:: THE DATA ::

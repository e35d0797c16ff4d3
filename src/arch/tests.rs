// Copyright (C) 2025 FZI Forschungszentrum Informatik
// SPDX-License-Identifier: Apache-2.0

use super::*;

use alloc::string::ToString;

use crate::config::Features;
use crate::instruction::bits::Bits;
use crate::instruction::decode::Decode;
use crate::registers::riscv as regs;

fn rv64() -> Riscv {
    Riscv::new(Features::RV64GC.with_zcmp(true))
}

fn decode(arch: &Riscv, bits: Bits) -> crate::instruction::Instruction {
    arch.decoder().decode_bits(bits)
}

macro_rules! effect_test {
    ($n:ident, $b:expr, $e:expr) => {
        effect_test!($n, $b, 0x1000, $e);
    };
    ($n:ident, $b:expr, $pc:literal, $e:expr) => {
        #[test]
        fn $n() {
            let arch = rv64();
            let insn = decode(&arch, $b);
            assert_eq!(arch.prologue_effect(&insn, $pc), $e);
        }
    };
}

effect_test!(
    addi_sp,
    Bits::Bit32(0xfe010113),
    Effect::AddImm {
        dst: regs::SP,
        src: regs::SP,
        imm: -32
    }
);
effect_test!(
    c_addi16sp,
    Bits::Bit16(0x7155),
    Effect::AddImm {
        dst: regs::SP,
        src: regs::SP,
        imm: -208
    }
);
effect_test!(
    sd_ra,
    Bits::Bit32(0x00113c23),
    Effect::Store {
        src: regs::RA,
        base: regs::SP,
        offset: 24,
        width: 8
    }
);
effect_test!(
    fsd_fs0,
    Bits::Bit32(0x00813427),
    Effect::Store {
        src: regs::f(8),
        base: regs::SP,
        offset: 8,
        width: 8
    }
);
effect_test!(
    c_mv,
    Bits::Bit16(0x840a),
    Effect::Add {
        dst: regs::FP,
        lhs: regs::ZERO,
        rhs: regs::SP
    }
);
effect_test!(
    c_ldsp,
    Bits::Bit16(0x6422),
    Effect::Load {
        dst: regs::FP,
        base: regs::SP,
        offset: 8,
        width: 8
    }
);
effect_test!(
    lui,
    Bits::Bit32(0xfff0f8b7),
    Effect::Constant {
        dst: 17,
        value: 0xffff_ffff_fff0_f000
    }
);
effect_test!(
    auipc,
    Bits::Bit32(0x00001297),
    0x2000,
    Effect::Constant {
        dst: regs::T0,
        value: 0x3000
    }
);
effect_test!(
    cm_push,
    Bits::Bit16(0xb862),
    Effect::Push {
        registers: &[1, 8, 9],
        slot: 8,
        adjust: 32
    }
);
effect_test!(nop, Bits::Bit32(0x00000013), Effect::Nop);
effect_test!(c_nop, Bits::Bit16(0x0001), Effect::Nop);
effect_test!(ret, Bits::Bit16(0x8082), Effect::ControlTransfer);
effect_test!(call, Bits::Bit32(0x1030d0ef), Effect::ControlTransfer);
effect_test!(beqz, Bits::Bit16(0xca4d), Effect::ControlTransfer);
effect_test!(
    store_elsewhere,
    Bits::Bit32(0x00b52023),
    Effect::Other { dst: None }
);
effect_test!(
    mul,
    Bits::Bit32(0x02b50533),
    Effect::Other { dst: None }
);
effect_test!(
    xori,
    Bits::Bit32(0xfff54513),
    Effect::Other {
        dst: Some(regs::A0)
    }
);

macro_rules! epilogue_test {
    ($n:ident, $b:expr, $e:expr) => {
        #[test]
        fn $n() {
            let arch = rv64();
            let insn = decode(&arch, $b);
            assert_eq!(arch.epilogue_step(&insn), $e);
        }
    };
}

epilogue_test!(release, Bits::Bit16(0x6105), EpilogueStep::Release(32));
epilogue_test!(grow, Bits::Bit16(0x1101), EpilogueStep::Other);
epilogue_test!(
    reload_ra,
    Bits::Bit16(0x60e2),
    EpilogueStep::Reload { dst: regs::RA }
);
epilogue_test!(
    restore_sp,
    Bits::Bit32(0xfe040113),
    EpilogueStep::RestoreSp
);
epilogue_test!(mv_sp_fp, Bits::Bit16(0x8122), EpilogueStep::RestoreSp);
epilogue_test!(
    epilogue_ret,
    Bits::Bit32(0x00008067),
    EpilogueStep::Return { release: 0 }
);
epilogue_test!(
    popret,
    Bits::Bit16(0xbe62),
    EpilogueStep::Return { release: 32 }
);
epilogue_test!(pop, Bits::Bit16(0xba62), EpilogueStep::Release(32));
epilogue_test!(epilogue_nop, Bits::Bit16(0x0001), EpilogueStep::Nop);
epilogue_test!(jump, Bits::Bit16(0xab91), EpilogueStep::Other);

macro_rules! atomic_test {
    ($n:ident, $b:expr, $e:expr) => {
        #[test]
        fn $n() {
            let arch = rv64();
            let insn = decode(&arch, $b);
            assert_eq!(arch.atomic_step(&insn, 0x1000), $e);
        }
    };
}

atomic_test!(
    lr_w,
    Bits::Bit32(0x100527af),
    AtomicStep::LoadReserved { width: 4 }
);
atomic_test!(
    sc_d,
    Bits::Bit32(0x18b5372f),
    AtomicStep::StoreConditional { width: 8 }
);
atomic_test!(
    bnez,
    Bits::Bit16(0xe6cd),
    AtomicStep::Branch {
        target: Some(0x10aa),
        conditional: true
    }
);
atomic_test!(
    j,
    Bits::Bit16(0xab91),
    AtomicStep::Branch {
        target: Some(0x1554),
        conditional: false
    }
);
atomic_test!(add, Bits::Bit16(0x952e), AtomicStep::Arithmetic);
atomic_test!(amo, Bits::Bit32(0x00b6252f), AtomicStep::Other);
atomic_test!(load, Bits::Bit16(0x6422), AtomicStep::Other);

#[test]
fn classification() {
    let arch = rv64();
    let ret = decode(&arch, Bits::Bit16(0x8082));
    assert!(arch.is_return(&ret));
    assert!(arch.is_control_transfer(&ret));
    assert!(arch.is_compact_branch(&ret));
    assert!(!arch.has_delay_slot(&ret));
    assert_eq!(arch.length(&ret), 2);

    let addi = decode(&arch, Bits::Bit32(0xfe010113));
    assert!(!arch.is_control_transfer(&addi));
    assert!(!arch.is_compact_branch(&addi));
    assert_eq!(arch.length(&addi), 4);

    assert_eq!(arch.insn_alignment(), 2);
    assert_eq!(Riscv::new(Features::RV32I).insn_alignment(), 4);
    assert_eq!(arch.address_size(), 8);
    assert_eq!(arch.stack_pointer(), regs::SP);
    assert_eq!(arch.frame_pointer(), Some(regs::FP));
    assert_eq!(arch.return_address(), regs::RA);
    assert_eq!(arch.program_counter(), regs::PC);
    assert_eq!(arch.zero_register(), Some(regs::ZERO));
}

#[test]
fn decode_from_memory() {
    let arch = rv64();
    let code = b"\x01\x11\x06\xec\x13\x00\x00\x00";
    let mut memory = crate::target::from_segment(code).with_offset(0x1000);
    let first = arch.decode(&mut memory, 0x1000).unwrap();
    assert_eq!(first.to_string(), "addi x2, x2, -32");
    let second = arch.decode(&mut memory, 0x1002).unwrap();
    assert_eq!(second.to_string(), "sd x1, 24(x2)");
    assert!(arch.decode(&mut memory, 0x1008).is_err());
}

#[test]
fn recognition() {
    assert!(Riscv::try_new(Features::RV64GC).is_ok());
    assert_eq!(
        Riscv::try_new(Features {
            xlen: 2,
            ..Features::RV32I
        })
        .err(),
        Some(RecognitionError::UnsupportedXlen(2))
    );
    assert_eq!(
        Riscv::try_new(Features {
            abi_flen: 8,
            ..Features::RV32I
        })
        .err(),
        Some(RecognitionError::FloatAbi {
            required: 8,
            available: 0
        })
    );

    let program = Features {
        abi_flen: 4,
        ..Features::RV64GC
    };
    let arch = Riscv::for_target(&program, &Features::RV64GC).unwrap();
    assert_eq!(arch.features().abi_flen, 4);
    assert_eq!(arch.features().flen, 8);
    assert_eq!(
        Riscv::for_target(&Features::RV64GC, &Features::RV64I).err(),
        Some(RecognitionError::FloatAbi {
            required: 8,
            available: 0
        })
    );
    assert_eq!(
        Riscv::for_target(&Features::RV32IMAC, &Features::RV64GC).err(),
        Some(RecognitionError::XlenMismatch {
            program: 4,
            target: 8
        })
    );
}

:::

* _WHAT YOU ARE ASKED TO DO_
Your answer should be all lines from the data that contain "ZERO".

* _ANSWER SPACE_
        lhs: regs::ZERO,
    assert_eq!(arch.zero_register(), Some(regs::ZERO));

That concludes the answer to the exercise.